▸ Work item:
Write out the whole listing again so that each line matches the original.
Records supplied START
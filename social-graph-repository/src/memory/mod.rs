//! In-memory implementation of the graph store.
//!
//! Holds the whole graph behind an async lock. Used as the injected store in
//! tests and for local runs without a Neo4j instance.

mod store;

pub use store::MemoryGraphStore;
Records supplied END
▸ Exercise output:
filename social-graph-repository/src/memory/mod.rs
//! In-memory implementation of the graph store.
//!
//! Holds the whole graph behind an async lock. Used as the injected store in
//! tests and for local runs without a Neo4j instance.

mod store;

pub use store::MemoryGraphStore;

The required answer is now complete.